Seconda data del tour italiano del progetto “Alone I Play” nella piazza dell’abbazia di Sesto al Reghena, piccolissimo paese non molto distante da Portogruaro (Venezia). Posti a sedere, una location affascinante per uno show semiacustico insolito per un musicista come Jonathan Davis. Al suo seguito, una band di musicisti di alta professionalità, nella quale son presenti persone che hanno collaborato (Michael Jochum, batteria, e Zac Baird, tastiere) o collaborano tuttora (Shane Gibson, chitarra) con i Korn.
Ad aprire la serata due membri della supporting band, Miles Mosley (contrabbasso) e Shenkar (violino).
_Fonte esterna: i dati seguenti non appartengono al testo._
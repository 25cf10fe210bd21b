//! Exact conversion between human-denominated amounts and integer subunits
//!
//! Amounts cross the API boundary as plain ASCII strings: dot-separated
//! decimals on the macro side, non-negative digit strings on the subunit side.
//! Literals are split into their integer and fractional digits (never parsed
//! through binary floating point) and scaled with [`U256`] arithmetic, widened
//! to [`U512`] for intermediate products, so a conversion either is exact or
//! fails. Nothing is rounded on the way into subunits.
//!
//! Multipliers and subunit amounts range over `U256`. Trailing fractional
//! zeros carry no precision and are ignored, so `"1.000000000000000000000"`
//! is one whole unit at any multiplier.
//!
//! ```
//! use staking_core::amount::{macro_to_subunits, subunits_to_macro};
//!
//! assert_eq!(macro_to_subunits("1.5", "1000000").unwrap(), "1500000");
//! assert_eq!(subunits_to_macro("1500000", "1000000").unwrap(), "1.5");
//! assert!(macro_to_subunits("0.1234567", "1000000").is_err());
//! ```

use crate::{Error, Result};
use alloy_primitives::{U256, U512};
use rust_decimal::Decimal;
use serde::Serialize;
use std::fmt;

/// Converts a macro-denominated amount into integer subunits.
///
/// `multiplier` is the number of subunits per whole unit, as a decimal digit
/// string (e.g. `"1000000"` for a 6-decimal token).
pub fn macro_to_subunits(amount: &str, multiplier: &str) -> Result<String> {
    let multiplier = parse_multiplier(multiplier)?;
    let literal = MacroLiteral::parse(amount)?;
    scale_to_subunits(&literal, multiplier).map(|subunits| subunits.to_string())
}

/// Converts an integer subunit amount back into a macro-denominated decimal.
///
/// The result is truncated to the precision implied by `multiplier` and
/// printed without trailing zeros or exponent notation. Division can only
/// drop precision, so this never fails for "too many decimals".
pub fn subunits_to_macro(amount: &str, multiplier: &str) -> Result<String> {
    let multiplier = parse_multiplier(multiplier)?;
    let subunits = parse_subunits(amount)?;
    Ok(divide_subunits(subunits, multiplier))
}

/// Typed variant of [`macro_to_subunits`].
pub fn decimal_to_subunits(value: Decimal, multiplier: U256) -> Result<U256> {
    check_multiplier(multiplier)?;
    scale_to_subunits(&MacroLiteral::parse(&value.to_string())?, multiplier)
}

/// Typed variant of [`subunits_to_macro`].
pub fn subunits_to_decimal_string(subunits: U256, multiplier: U256) -> Result<String> {
    check_multiplier(multiplier)?;
    Ok(divide_subunits(subunits, multiplier))
}

/// A validated macro amount together with its denomination multiplier.
///
/// Construction guarantees `multiplier != 0`, `value >= 0` and that
/// `value * multiplier` is an exact integer. The value is kept in its
/// canonical decimal form: no leading or trailing zeros, no exponent.
#[derive(Debug, Clone, PartialEq, Eq, Serialize)]
pub struct Amount {
    value: String,
    multiplier: U256,
    subunits: U256,
}

impl Amount {
    /// Validate a decimal value against a multiplier
    pub fn new(value: Decimal, multiplier: U256) -> Result<Self> {
        check_multiplier(multiplier)?;
        Self::from_literal(MacroLiteral::parse(&value.to_string())?, multiplier)
    }

    /// Parse from the string forms used at the API boundary
    pub fn parse(amount: &str, multiplier: &str) -> Result<Self> {
        let multiplier = parse_multiplier(multiplier)?;
        Self::from_literal(MacroLiteral::parse(amount)?, multiplier)
    }

    /// Build from an exact subunit count.
    ///
    /// Fails if the macro value, truncated to the multiplier's implied
    /// precision, does not scale back to `subunits` (e.g. 1 subunit with a
    /// multiplier of 3).
    pub fn from_subunits(subunits: U256, multiplier: U256) -> Result<Self> {
        let literal = subunits_to_decimal_string(subunits, multiplier)?;
        let amount = Self::from_literal(MacroLiteral::parse(&literal)?, multiplier)?;
        if amount.subunits != subunits {
            return Err(Error::invalid_input(format!(
                "{subunits} subunits at denomMultiplier {multiplier} has no exact macro value"
            )));
        }
        Ok(amount)
    }

    fn from_literal(literal: MacroLiteral, multiplier: U256) -> Result<Self> {
        let subunits = scale_to_subunits(&literal, multiplier)?;
        Ok(Self {
            value: literal.canonical(),
            multiplier,
            subunits,
        })
    }

    /// Macro-denominated value in canonical decimal form
    pub fn value(&self) -> &str {
        &self.value
    }

    /// Subunits per whole unit
    pub fn multiplier(&self) -> U256 {
        self.multiplier
    }

    /// Exact subunit amount
    pub fn subunits(&self) -> U256 {
        self.subunits
    }
}

impl fmt::Display for Amount {
    fn fmt(&self, f: &mut fmt::Formatter<'_>) -> fmt::Result {
        f.write_str(&self.value)
    }
}

/// Digits of a non-negative macro literal with insignificant zeros removed.
#[derive(Debug)]
struct MacroLiteral {
    integer: String,
    fraction: String,
}

impl MacroLiteral {
    /// Parses a decimal literal: optional `-`, digits, at most one `.`.
    fn parse(literal: &str) -> Result<Self> {
        let (negative, body) = match literal.strip_prefix('-') {
            Some(rest) => (true, rest),
            None => (false, literal),
        };

        let well_formed = body.bytes().any(|b| b.is_ascii_digit())
            && body.bytes().all(|b| b.is_ascii_digit() || b == b'.')
            && body.bytes().filter(|b| *b == b'.').count() <= 1;
        if !well_formed {
            return Err(Error::invalid_input(format!(
                "amount {literal:?} is not a valid decimal number"
            )));
        }

        // "5." and ".5" are accepted
        let (integer, fraction) = body.split_once('.').unwrap_or((body, ""));
        let parsed = Self {
            integer: integer.trim_start_matches('0').to_string(),
            fraction: fraction.trim_end_matches('0').to_string(),
        };

        // -0 is zero
        if negative && !parsed.is_zero() {
            return Err(Error::invalid_input("amount cannot be negative"));
        }
        Ok(parsed)
    }

    fn is_zero(&self) -> bool {
        self.integer.is_empty() && self.fraction.is_empty()
    }

    /// All significant digits as one integer, i.e. the value times `10^scale`.
    fn mantissa(&self) -> Result<U512> {
        let digits = format!("{}{}", self.integer, self.fraction);
        let digits = digits.trim_start_matches('0');
        if digits.is_empty() {
            return Ok(U512::ZERO);
        }
        U512::from_str_radix(digits, 10).map_err(|_| {
            Error::invalid_input(format!("amount {} is out of range", self.canonical()))
        })
    }

    fn scale(&self) -> usize {
        self.fraction.len()
    }

    fn canonical(&self) -> String {
        let integer = if self.integer.is_empty() { "0" } else { &self.integer };
        if self.fraction.is_empty() {
            integer.to_string()
        } else {
            format!("{integer}.{}", self.fraction)
        }
    }
}

fn check_multiplier(multiplier: U256) -> Result<()> {
    if multiplier.is_zero() {
        return Err(Error::invalid_input("denomMultiplier cannot be 0"));
    }
    Ok(())
}

fn parse_multiplier(literal: &str) -> Result<U256> {
    if literal.is_empty() || !literal.bytes().all(|b| b.is_ascii_digit()) {
        return Err(Error::invalid_input(format!(
            "denomMultiplier {literal:?} is not a positive integer"
        )));
    }
    let multiplier = parse_digits(literal).ok_or_else(|| {
        Error::invalid_input(format!("denomMultiplier {literal:?} is out of range"))
    })?;
    check_multiplier(multiplier)?;
    Ok(multiplier)
}

fn parse_subunits(literal: &str) -> Result<U256> {
    if literal.starts_with('-') {
        return Err(Error::invalid_input("amount cannot be negative"));
    }
    if literal.is_empty() || !literal.bytes().all(|b| b.is_ascii_digit()) {
        return Err(Error::invalid_input(format!(
            "amount {literal:?} is not a non-negative integer"
        )));
    }
    parse_digits(literal)
        .ok_or_else(|| Error::invalid_input(format!("amount {literal:?} is out of range")))
}

/// Parses an ASCII digit string, `None` if it does not fit in 256 bits.
fn parse_digits(digits: &str) -> Option<U256> {
    let digits = digits.trim_start_matches('0');
    if digits.is_empty() {
        return Some(U256::ZERO);
    }
    U256::from_str_radix(digits, 10).ok()
}

fn scale_to_subunits(literal: &MacroLiteral, multiplier: U256) -> Result<U256> {
    let mantissa = literal.mantissa()?;
    if mantissa.is_zero() {
        return Ok(U256::ZERO);
    }

    let overflow = || {
        Error::invalid_input(format!(
            "amount {} times denomMultiplier {multiplier} overflows",
            literal.canonical()
        ))
    };
    let product = mantissa.checked_mul(widen(multiplier)).ok_or_else(overflow)?;

    // a divisor beyond 512 bits cannot divide a non-zero product
    let scale = literal.scale();
    if let Some(divisor) = U512::from(10u64).checked_pow(U512::from(scale as u64)) {
        if (product % divisor).is_zero() {
            return narrow(product / divisor).ok_or_else(overflow);
        }
    }

    let exact = format_scaled(product, scale);
    let fraction = exact.split_once('.').map(|(_, f)| f).unwrap_or_default();
    Err(Error::invalid_input(format!(
        "amount {exact} is not a whole number of subunits: fractional part .{fraction} has {} digit(s)",
        fraction.len()
    )))
}

fn divide_subunits(subunits: U256, multiplier: U256) -> String {
    let divisor = widen(multiplier);
    let whole = subunits / multiplier;
    let mut remainder = widen(subunits % multiplier);

    // remainder < multiplier < 2^256, so remainder * 10 stays well inside U512
    let mut fraction = String::new();
    for _ in 0..implied_precision(multiplier) {
        if remainder.is_zero() {
            break;
        }
        remainder *= U512::from(10u64);
        let digit = remainder / divisor;
        remainder %= divisor;
        fraction.push(char::from(b'0' + digit.as_limbs()[0] as u8));
    }

    let fraction = fraction.trim_end_matches('0');
    if fraction.is_empty() {
        whole.to_string()
    } else {
        format!("{whole}.{fraction}")
    }
}

/// Number of fractional digits a multiplier can resolve: the smallest `p`
/// with `10^p >= multiplier`.
fn implied_precision(multiplier: U256) -> u32 {
    let target = widen(multiplier);
    let ten = U512::from(10u64);
    let mut precision = 0;
    let mut power = U512::from(1u64);
    while power < target {
        power *= ten;
        precision += 1;
    }
    precision
}

fn widen(value: U256) -> U512 {
    U512::from_limbs_slice(value.as_limbs())
}

fn narrow(value: U512) -> Option<U256> {
    (value.bit_len() <= 256).then(|| U256::from_limbs_slice(&value.as_limbs()[..4]))
}

/// Formats `value / 10^scale` without trailing zeros.
fn format_scaled(value: U512, scale: usize) -> String {
    let digits = value.to_string();
    if scale == 0 {
        return digits;
    }
    let padded = format!("{digits:0>width$}", width = scale + 1);
    let (int_part, frac_part) = padded.split_at(padded.len() - scale);
    let frac_part = frac_part.trim_end_matches('0');
    if frac_part.is_empty() {
        int_part.to_string()
    } else {
        format!("{int_part}.{frac_part}")
    }
}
Il primo suonerà una scaletta brevissima ma intensa, composta da due soli pezzi, “Spitfire” dei Prodigy e “Voodoo child” di Jimi Hendrix: delle versioni molto più funk e sanguigne, con un groove che i Red Hot Chili Peppers odierni pagherebbero oro per avere. Il breve live di Mosley, a dirla tutta, valeva da solo il biglietto d’ingresso.
Ben più spazio è stato dato all’artista indiano Shenkar: una mezz’ora nella quale ha potuto presentare brani tratti da “Open the door”, il dodicesimo album di una carriera ricca di collaborazioni lunga più di trent’anni. Un set molto sofisticato e coraggioso, che potrebbe essere definibile etno-pop, ma non adatto per la platea accorsa a Sesto al Reghena.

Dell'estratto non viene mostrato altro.